Having shown that moral obligation is founded in the intrinsic value of the highest
well-being of God and of the universe, and that it is always equal to the soul's
knowledge of the value of those interests, and having shown also, that every moral
agent necessarily has the idea more or less clearly developed, that the value of
those interests is infinite, it follows:--
That the law is infinitely unjust, if its penal sanctions are not endless. Law must
be just in two respects.
The precept must be in accordance with the law of nature.
The penalty must be equal to the importance of the precept. That which has not these
two peculiarities is not just, and therefore, is not and cannot be law. Either, then,
God has no law, or its penal sanctions are endless.
((1.)) That the penal sanctions of the law of God are endless, is evident from the
fact, that a less penalty would not exhibit as high motives as the nature of the
case admits, to restrain sin and promote virtue.
((2.)) Natural justice demands that God should exhibit as high motives to secure
obedience as the value of the law demands, and the nature of the case admits.
((3.)) The moral law, or law of God's reason, must require justice, holiness, and
benevolence, in God; and demands, also, that the penal sanctions of his law should
be endless; and if they are not, God cannot be just, holy, or benevolent.

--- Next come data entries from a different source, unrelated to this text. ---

//! Virtual clock and continuation scheduler
//!
//! The simulation advances in continuous virtual time (minutes). Pending
//! continuations are kept in a min-heap keyed by `(timestamp, sequence)`, so
//! equal timestamps resume in the order they were scheduled.
//!
//! The scheduler is generic over the continuation payload; the engine uses
//! [`crate::orchestrator::SimEvent`].

use std::cmp::Ordering;
use std::collections::BinaryHeap;
use thiserror::Error;

/// Errors raised when scheduling a continuation
#[derive(Debug, Clone, Error, PartialEq)]
pub enum SchedulerError {
    #[error("Invalid delay {0}: must be finite and >= 0")]
    InvalidDelay(f64),
}

/// A continuation waiting in the scheduler
#[derive(Debug, Clone)]
pub struct Scheduled<E> {
    /// Virtual time at which the continuation resumes
    pub at: f64,
    /// Insertion order, used to break timestamp ties
    pub seq: u64,
    pub event: E,
}

impl<E> PartialEq for Scheduled<E> {
    fn eq(&self, other: &Self) -> bool {
        self.cmp(other) == Ordering::Equal
    }
}

impl<E> Eq for Scheduled<E> {}

impl<E> Ord for Scheduled<E> {
    fn cmp(&self, other: &Self) -> Ordering {
        // Reversed so BinaryHeap pops the earliest (at, seq) first.
        other
            .at
            .total_cmp(&self.at)
            .then_with(|| other.seq.cmp(&self.seq))
    }
}

impl<E> PartialOrd for Scheduled<E> {
    fn partial_cmp(&self, other: &Self) -> Option<Ordering> {
        Some(self.cmp(other))
    }
}

/// Virtual clock plus ordered set of pending continuations
///
/// # Example
/// ```
/// use airport_simulator_core_rs::Scheduler;
///
/// let mut clock: Scheduler<&str> = Scheduler::new();
/// clock.schedule_after(2.0, "second").unwrap();
/// clock.schedule_after(1.0, "first").unwrap();
///
/// let mut order = Vec::new();
/// clock.run(10.0, |_, ev| order.push(ev));
/// assert_eq!(order, vec!["first", "second"]);
/// assert_eq!(clock.now(), 10.0);
/// ```
#[derive(Debug, Clone)]
pub struct Scheduler<E> {
    now: f64,
    next_seq: u64,
    queue: BinaryHeap<Scheduled<E>>,
}

impl<E> Default for Scheduler<E> {
    fn default() -> Self {
        Self::new()
    }
}

impl<E> Scheduler<E> {
    /// Create a scheduler at time zero with nothing pending
    pub fn new() -> Self {
        Self {
            now: 0.0,
            next_seq: 0,
            queue: BinaryHeap::new(),
        }
    }

    /// Current virtual time
    pub fn now(&self) -> f64 {
        self.now
    }

    /// Number of pending continuations
    pub fn pending(&self) -> usize {
        self.queue.len()
    }

    pub fn is_empty(&self) -> bool {
        self.queue.is_empty()
    }

    /// Timestamp of the earliest pending continuation
    pub fn peek_time(&self) -> Option<f64> {
        self.queue.peek().map(|s| s.at)
    }

    /// Schedule `event` to resume `delay` minutes from now
    ///
    /// # Errors
    ///
    /// `SchedulerError::InvalidDelay` if `delay` is negative, NaN or infinite.
    pub fn schedule_after(&mut self, delay: f64, event: E) -> Result<(), SchedulerError> {
        if !delay.is_finite() || delay < 0.0 {
            return Err(SchedulerError::InvalidDelay(delay));
        }
        let seq = self.next_seq;
        self.next_seq += 1;
        self.queue.push(Scheduled {
            at: self.now + delay,
            seq,
            event,
        });
        Ok(())
    }

    /// Pop the earliest continuation if it is due at or before `horizon`
    ///
    /// Advances the clock to the continuation's timestamp (capped at the
    /// horizon). Returns `None`, leaving the queue untouched, when nothing is
    /// due.
    pub fn pop_due(&mut self, horizon: f64) -> Option<Scheduled<E>> {
        match self.queue.peek() {
            Some(top) if top.at <= horizon => {}
            _ => return None,
        }
        let item = self.queue.pop()?;
        self.now = self.now.max(item.at.min(horizon));
        Some(item)
    }

    /// Move the clock forward to `t`. Never moves backward.
    pub fn advance_to(&mut self, t: f64) {
        if t > self.now {
            self.now = t;
        }
    }

    /// Resume continuations in order until none is due at or before `until`
    ///
    /// Each resumed continuation may schedule more through the `&mut Self`
    /// handed to `resume`. The clock rests at `until` afterwards. Returns the
    /// number of continuations resumed.
    pub fn run<F>(&mut self, until: f64, mut resume: F) -> usize
    where
        F: FnMut(&mut Self, E),
    {
        let mut resumed = 0;
        while let Some(item) = self.pop_due(until) {
            resume(self, item.event);
            resumed += 1;
        }
        self.advance_to(until);
        resumed
    }
}

#[cfg(test)]
mod tests {
    use super::*;

    #[test]
    fn test_pops_in_time_order() {
        let mut clock = Scheduler::new();
        clock.schedule_after(10.0, 'c').unwrap();
        clock.schedule_after(5.0, 'a').unwrap();
        clock.schedule_after(7.5, 'b').unwrap();

        let first = clock.pop_due(100.0).expect("first");
        assert_eq!(first.event, 'a');
        assert_eq!(clock.now(), 5.0);

        let second = clock.pop_due(100.0).expect("second");
        assert_eq!(second.event, 'b');
        assert_eq!(clock.now(), 7.5);

        let third = clock.pop_due(100.0).expect("third");
        assert_eq!(third.event, 'c');
        assert_eq!(clock.now(), 10.0);

        assert!(clock.pop_due(100.0).is_none());
        assert!(clock.is_empty());
    }

    #[test]
    fn test_ties_resume_in_insertion_order() {
        let mut clock = Scheduler::new();
        for i in 0..5 {
            clock.schedule_after(1.0, i).unwrap();
        }
        let mut seen = Vec::new();
        clock.run(1.0, |_, ev| seen.push(ev));
        assert_eq!(seen, vec![0, 1, 2, 3, 4]);
    }

    #[test]
    fn test_pop_due_respects_horizon() {
        let mut clock = Scheduler::new();
        clock.schedule_after(3.0, ()).unwrap();
        assert!(clock.pop_due(2.9).is_none());
        assert_eq!(clock.pending(), 1);
        assert_eq!(clock.now(), 0.0);
        assert!(clock.pop_due(3.0).is_some());
    }

    #[test]
    fn test_rejects_bad_delays() {
        let mut clock: Scheduler<()> = Scheduler::new();
        assert_eq!(
            clock.schedule_after(-1.0, ()),
            Err(SchedulerError::InvalidDelay(-1.0))
        );
        assert!(clock.schedule_after(f64::NAN, ()).is_err());
        assert!(clock.schedule_after(f64::INFINITY, ()).is_err());
        assert!(clock.is_empty());
    }

    #[test]
    fn test_advance_to_never_moves_backward() {
        let mut clock: Scheduler<()> = Scheduler::new();
        clock.advance_to(5.0);
        clock.advance_to(2.0);
        assert_eq!(clock.now(), 5.0);
    }
}
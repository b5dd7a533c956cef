//! Service zones
//!
//! A zone is one station of the airport (a check-in hall, a security lane
//! group, ...). It owns a [`Resource`] of `capacity` parallel servers, draws
//! service durations from a clamped normal distribution and accumulates the
//! statistics reported at the end of a run.
//!
//! Serving a passenger spans two suspension points, so the zone exposes the
//! operation in three parts:
//!
//! ```text
//! arrive()         sample queue length, acquire a slot (may queue)
//! start_service()  slot granted: compute wait, draw duration, schedule timeout
//! finish_service() timeout fired: release slot, record stats, hand slot on
//! ```

use crate::models::passenger::{PassengerId, ZoneVisit};
use crate::models::resource::{Admission, Resource, ResourceError};
use crate::orchestrator::context::{SimContext, SimEvent};
use crate::core::time::SchedulerError;
use serde::{Deserialize, Serialize};

/// Service durations never drop below this many minutes
pub const MIN_SERVICE_TIME: f64 = 0.1;

/// Index of a zone inside the [`crate::models::Airport`] registry
#[derive(Debug, Clone, Copy, PartialEq, Eq, Hash, Serialize, Deserialize)]
pub struct ZoneId(pub usize);

/// Kind of station
#[derive(Debug, Clone, Copy, PartialEq, Eq, Hash, Serialize, Deserialize)]
pub enum ZoneType {
    CheckIn,
    Security,
    PassportControl,
    Gate,
    Boarding,
}

/// Static configuration of one zone
#[derive(Debug, Clone, PartialEq, Serialize, Deserialize)]
pub struct ZoneConfig {
    /// Unique zone name; routes refer to zones by this name
    pub name: String,

    /// Number of parallel servers
    pub capacity: usize,

    /// Mean service time (minutes)
    pub service_time_mean: f64,

    /// Standard deviation of service time (minutes)
    pub service_time_std: f64,

    #[serde(default)]
    pub zone_type: Option<ZoneType>,
}

impl ZoneConfig {
    pub fn new(name: &str, capacity: usize, service_time_mean: f64, service_time_std: f64) -> Self {
        Self {
            name: name.to_string(),
            capacity,
            service_time_mean,
            service_time_std,
            zone_type: None,
        }
    }

    pub fn with_type(mut self, zone_type: ZoneType) -> Self {
        self.zone_type = Some(zone_type);
        self
    }
}

/// End-of-run statistics for one zone
#[derive(Debug, Clone, PartialEq, Serialize, Deserialize)]
pub struct ZoneStatistics {
    pub zone_name: String,
    pub zone_type: Option<ZoneType>,
    pub capacity: usize,
    pub total_served: u64,
    pub avg_wait_time: f64,
    pub avg_service_time: f64,
    /// Unweighted mean of the queue lengths seen by arriving passengers.
    /// Not a time-average of queue occupancy.
    pub avg_queue_length: f64,
    /// Busy server-time over available server-time, computed from the
    /// post-hoc mean service time. Can exceed 1.0.
    pub utilization: f64,
}

/// A service station with its accumulators
#[derive(Debug, Clone)]
pub struct Zone {
    id: ZoneId,
    config: ZoneConfig,
    resource: Resource,
    total_served: u64,
    total_wait_time: f64,
    service_times: Vec<f64>,
    /// (timestamp, waiting queue length) at each arrival
    queue_samples: Vec<(f64, usize)>,
}

impl Zone {
    /// # Errors
    ///
    /// `ResourceError::ZeroCapacity` if the config asks for no servers.
    pub fn new(id: ZoneId, config: ZoneConfig) -> Result<Self, ResourceError> {
        let resource = Resource::new(config.capacity)?;
        Ok(Self {
            id,
            config,
            resource,
            total_served: 0,
            total_wait_time: 0.0,
            service_times: Vec::new(),
            queue_samples: Vec::new(),
        })
    }

    pub fn id(&self) -> ZoneId {
        self.id
    }

    pub fn name(&self) -> &str {
        &self.config.name
    }

    pub fn config(&self) -> &ZoneConfig {
        &self.config
    }

    pub fn total_served(&self) -> u64 {
        self.total_served
    }

    pub fn total_wait_time(&self) -> f64 {
        self.total_wait_time
    }

    pub fn service_times(&self) -> &[f64] {
        &self.service_times
    }

    pub fn queue_samples(&self) -> &[(f64, usize)] {
        &self.queue_samples
    }

    /// Passengers currently holding a slot
    pub fn in_service(&self) -> usize {
        self.resource.held()
    }

    /// Passengers currently waiting for a slot
    pub fn queue_len(&self) -> usize {
        self.resource.queue_len()
    }

    /// A passenger reaches the zone
    ///
    /// Records the waiting-queue length as seen on arrival, before any grant,
    /// then requests a slot.
    pub fn arrive(&mut self, ctx: &SimContext<'_>, passenger: PassengerId) -> Admission {
        self.queue_samples
            .push((ctx.now(), self.resource.queue_len()));
        self.resource.acquire(passenger)
    }

    /// The passenger holds a slot; begin serving it
    ///
    /// Returns `(wait_time, service_time)` and schedules the matching
    /// `ServiceComplete` continuation.
    pub fn start_service(
        &mut self,
        ctx: &mut SimContext<'_>,
        passenger: PassengerId,
        queued_at: f64,
    ) -> Result<(f64, f64), SchedulerError> {
        let wait_time = (ctx.now() - queued_at).max(0.0);
        let service_time = self.sample_service_time(ctx);
        ctx.scheduler.schedule_after(
            service_time,
            SimEvent::ServiceComplete {
                passenger,
                zone: self.id,
            },
        )?;
        Ok((wait_time, service_time))
    }

    /// The service timeout fired
    ///
    /// Releases the slot and records the visit. Returns the waiter that was
    /// handed the slot, if any.
    pub fn finish_service(&mut self, visit: &ZoneVisit) -> Result<Option<PassengerId>, ResourceError> {
        let next = self.resource.release()?;
        self.total_served += 1;
        self.total_wait_time += visit.wait_time;
        self.service_times.push(visit.service_time);
        Ok(next)
    }

    fn sample_service_time(&self, ctx: &mut SimContext<'_>) -> f64 {
        let raw = ctx
            .rng
            .normal(self.config.service_time_mean, self.config.service_time_std);
        raw.max(MIN_SERVICE_TIME)
    }

    /// Summarize the run so far
    ///
    /// `elapsed` is the simulated time over which utilization is measured.
    /// Every ratio falls back to 0 when its denominator is 0.
    pub fn statistics(&self, elapsed: f64) -> ZoneStatistics {
        let avg_wait_time = if self.total_served > 0 {
            self.total_wait_time / self.total_served as f64
        } else {
            0.0
        };
        let avg_service_time = mean(self.service_times.iter().copied());
        let avg_queue_length = mean(self.queue_samples.iter().map(|&(_, len)| len as f64));
        let utilization = if elapsed > 0.0 {
            self.total_served as f64 * avg_service_time / (elapsed * self.config.capacity as f64)
        } else {
            0.0
        };

        ZoneStatistics {
            zone_name: self.config.name.clone(),
            zone_type: self.config.zone_type,
            capacity: self.config.capacity,
            total_served: self.total_served,
            avg_wait_time,
            avg_service_time,
            avg_queue_length,
            utilization,
        }
    }
}

fn mean(values: impl Iterator<Item = f64>) -> f64 {
    let (sum, n) = values.fold((0.0, 0usize), |(s, n), v| (s + v, n + 1));
    if n == 0 {
        0.0
    } else {
        sum / n as f64
    }
}

#[cfg(test)]
mod tests {
    use super::*;

    fn visit(wait: f64, service: f64) -> ZoneVisit {
        ZoneVisit {
            zone: "Desk".to_string(),
            queued_at: 0.0,
            wait_time: wait,
            service_time: service,
        }
    }

    #[test]
    fn test_empty_zone_statistics_are_zero() {
        let zone = Zone::new(ZoneId(0), ZoneConfig::new("Desk", 2, 1.0, 0.0)).unwrap();
        let stats = zone.statistics(0.0);
        assert_eq!(stats.total_served, 0);
        assert_eq!(stats.avg_wait_time, 0.0);
        assert_eq!(stats.avg_service_time, 0.0);
        assert_eq!(stats.avg_queue_length, 0.0);
        assert_eq!(stats.utilization, 0.0);
    }

    #[test]
    fn test_finish_service_accumulates() {
        let mut zone = Zone::new(ZoneId(0), ZoneConfig::new("Desk", 1, 1.0, 0.0)).unwrap();
        zone.resource.acquire(PassengerId(1));
        zone.resource.acquire(PassengerId(2));

        let next = zone.finish_service(&visit(0.0, 2.0)).unwrap();
        assert_eq!(next, Some(PassengerId(2)));
        let next = zone.finish_service(&visit(2.0, 4.0)).unwrap();
        assert_eq!(next, None);

        let stats = zone.statistics(10.0);
        assert_eq!(stats.total_served, 2);
        assert_eq!(stats.avg_wait_time, 1.0);
        assert_eq!(stats.avg_service_time, 3.0);
        // 2 * 3.0 / (10 * 1)
        assert!((stats.utilization - 0.6).abs() < 1e-12);
    }

    #[test]
    fn test_finish_without_holder_is_an_error() {
        let mut zone = Zone::new(ZoneId(0), ZoneConfig::new("Desk", 1, 1.0, 0.0)).unwrap();
        assert_eq!(
            zone.finish_service(&visit(0.0, 1.0)),
            Err(ResourceError::NotHeld)
        );
        assert_eq!(zone.total_served(), 0);
    }

    #[test]
    fn test_utilization_may_exceed_one() {
        let mut zone = Zone::new(ZoneId(0), ZoneConfig::new("Desk", 1, 1.0, 0.0)).unwrap();
        for _ in 0..3 {
            zone.resource.acquire(PassengerId(1));
            zone.finish_service(&visit(0.0, 5.0)).unwrap();
        }
        // 3 * 5.0 over 10 minutes of a single server
        assert!(zone.statistics(10.0).utilization > 1.0);
    }
}
//! Domain models for the airport simulator

pub mod airport;
pub mod event;
pub mod passenger;
pub mod resource;
pub mod zone;

// Re-exports
pub use airport::Airport;
pub use event::{Event, EventLog};
pub use passenger::{Passenger, PassengerClass, PassengerId, PassengerState, ZoneVisit};
pub use resource::{Admission, Resource, ResourceError};
pub use zone::{Zone, ZoneConfig, ZoneId, ZoneStatistics, ZoneType, MIN_SERVICE_TIME};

((4.)) Unless the penal sanctions of the law of God are endless, they are virtually
and really no penalty at all. If a man be threatened with punishment for one thousand,
or ten thousand, or ten millions, or ten hundred millions of years, after which he
is to come out as a matter of justice, and go to heaven, there is beyond an absolute
eternity of happiness. Now, there is no sort of proportion between the longest finite
period that can be named, or even conceived, and endless duration. If, therefore,
limited punishment, ending in an eternity of bliss, be the penalty of God's law,
the case stands thus: Be perfect, and you live here for ever; sin, and receive finite
suffering, with an eternity of blessedness. This would be, after all, offering reward
for sin.
((5.)) Death is eternal in its nature. The fact, therefore, that this figure is used
to express the future punishment of the wicked, affords a plain inference, that it
is endless.
((6.)) The tendency of sin to perpetuate and aggravate itself, affords another strong
inference, that the sinfulness and misery of the wicked will be eternal.